At 5-feet tall and 260 pounds, Dr. John Chittick isn’t your average marathon man, but for the next year the academic, who wrote his 1994 Harvard PhD thesis on teens and AIDS, will cover five continents preaching prevention to youth. On the road since February, Chittick, 50, estimates that by July 2000—when he’ll cross the finish line in Durban, South Africa, to attend the 13th annual World AIDS Conference—he’ll have walked 1,800 miles. When POZ caught up with Chittick in Phnom Penh, Cambodia, he was just hitting his stride.

How do you get people’s attention?
I’m a walking billboard. People think it’s funny when they see a short, fat guy in a bright Hawaiian shirt coming down the road, and always ask what I’m doing here. Then they see I’m a foreigner who respects their culture rather than trying to tell them that America is No. 1.

You’re on quite an odyssey. What inspired it?
My colleagues read papers and talk to each other, but with young people you have to get out and talk to them. Professional AIDS workers must take their knowledge to the street. If I can do it—a guy in my physical shape who had quadruple bypass surgery five years ago—anyone can.

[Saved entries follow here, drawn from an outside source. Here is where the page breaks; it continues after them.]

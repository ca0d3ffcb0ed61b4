//! Property-Based Tests for the Table Module
//!
//! Uses proptest to check the capacity, ordering and case-folding invariants.

use proptest::prelude::*;
use std::collections::HashSet;
use std::thread::sleep;
use std::time::Duration;

use bytes::Bytes;

use crate::table::{Table, TableConfig};

// == Strategies ==
/// Generates header-like keys
fn key_strategy() -> impl Strategy<Value = String> {
    "[a-zA-Z][a-zA-Z0-9-]{0,15}".prop_map(|s| s)
}

fn value_strategy() -> impl Strategy<Value = Bytes> {
    "[ -~]{0,64}".prop_map(|s| Bytes::from(s.into_bytes()))
}

#[derive(Debug, Clone)]
enum TableOp {
    Set { key: String, value: Bytes },
    Get { key: String },
    Remove { key: String },
}

fn table_op_strategy() -> impl Strategy<Value = TableOp> {
    prop_oneof![
        (key_strategy(), value_strategy()).prop_map(|(key, value)| TableOp::Set { key, value }),
        key_strategy().prop_map(|key| TableOp::Get { key }),
        key_strategy().prop_map(|key| TableOp::Remove { key }),
    ]
}

proptest! {
    #![proptest_config(ProptestConfig::with_cases(100))]

    // A bounded table never holds more than `cap` entries
    #[test]
    fn prop_capacity_enforcement(
        ops in prop::collection::vec(table_op_strategy(), 1..200),
        cap in 1usize..32,
    ) {
        let mut table = Table::with_config(8, "prop", TableConfig::new().capacity(cap));

        for op in ops {
            match op {
                TableOp::Set { key, value } => {
                    table.set(key, value).unwrap();
                }
                TableOp::Get { key } => {
                    table.get(key);
                }
                TableOp::Remove { key } => {
                    table.remove(key);
                }
            }
            prop_assert!(table.len() <= cap, "table size {} exceeds cap {}", table.len(), cap);
        }
    }

    // Inserting cap + 1 distinct keys evicts exactly the first one
    #[test]
    fn prop_eviction_drops_oldest(
        keys in prop::collection::hash_set(key_strategy(), 2..40),
    ) {
        let keys: Vec<String> = keys.into_iter().collect();
        let cap = keys.len() - 1;
        let mut table = Table::with_config(8, "prop", TableConfig::new().capacity(cap));

        for key in &keys {
            table.set(key, Bytes::from(key.clone())).unwrap();
        }

        prop_assert_eq!(table.len(), cap);
        prop_assert!(table.peek(&keys[0]).is_none(), "oldest key should be evicted");
        for key in &keys[1..] {
            prop_assert!(table.peek(key).is_some(), "key {} should survive", key);
        }
    }

    // Iteration yields live keys in first-insertion order
    #[test]
    fn prop_iteration_follows_insertion(
        entries in prop::collection::vec((key_strategy(), value_strategy()), 1..50),
    ) {
        let mut table = Table::new(8, "prop");
        let mut expected: Vec<String> = Vec::new();
        let mut seen = HashSet::new();

        for (key, value) in entries {
            if seen.insert(key.clone()) {
                expected.push(key.clone());
            }
            table.set(&key, value).unwrap();
        }

        let walked: Vec<String> = table
            .iter()
            .map(|(key, _)| String::from_utf8(key.to_vec()).unwrap())
            .collect();
        prop_assert_eq!(walked, expected);
    }

    // Case variants of a key collapse into one entry in a case-insensitive table
    #[test]
    fn prop_case_insensitive_uniqueness(
        key in key_strategy(),
        first in value_strategy(),
        second in value_strategy(),
    ) {
        let mut table = Table::with_config(8, "prop", TableConfig::new().case_insensitive(true));

        table.set(key.to_ascii_lowercase(), first).unwrap();
        table.set(key.to_ascii_uppercase(), second.clone()).unwrap();

        prop_assert_eq!(table.len(), 1);
        prop_assert_eq!(table.get(&key), Some(&second));
    }

    // Set then get returns the most recent value for a key
    #[test]
    fn prop_overwrite_semantics(
        key in key_strategy(),
        value1 in value_strategy(),
        value2 in value_strategy(),
    ) {
        let mut table = Table::with_config(8, "prop", TableConfig::new().dup(true));

        table.set(&key, value1).unwrap();
        table.set(&key, value2.clone()).unwrap();

        prop_assert_eq!(table.get(&key), Some(&value2));
        prop_assert_eq!(table.len(), 1);
    }
}

// Separate block with fewer cases for time-sensitive TTL checks
proptest! {
    #![proptest_config(ProptestConfig::with_cases(5))]

    #[test]
    fn prop_ttl_expiration_behavior(key in key_strategy(), value in value_strategy()) {
        let config = TableConfig::new().ttl(Some(Duration::from_millis(40)));
        let mut table = Table::with_config(8, "prop", config);

        table.set(&key, value.clone()).unwrap();
        prop_assert_eq!(table.get(&key), Some(&value));

        sleep(Duration::from_millis(70));

        prop_assert!(table.get(&key).is_none(), "entry should read as absent after timeout");
    }
}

What’s your outreach style?
I joke around a lot, and use psychology. I ask teens about their plans for the future, then tell them, “If you get HIV, you’ll have fewer opportunities to make those dreams come true.” That tends to work.

What’s paving your way financially?
Private donations—government money comes with too many strings attached. Sometimes police aren’t so keen on an American wandering around with a satellite phone, sometimes I’m denied permission to enter a school. When that happens, I just keep walking.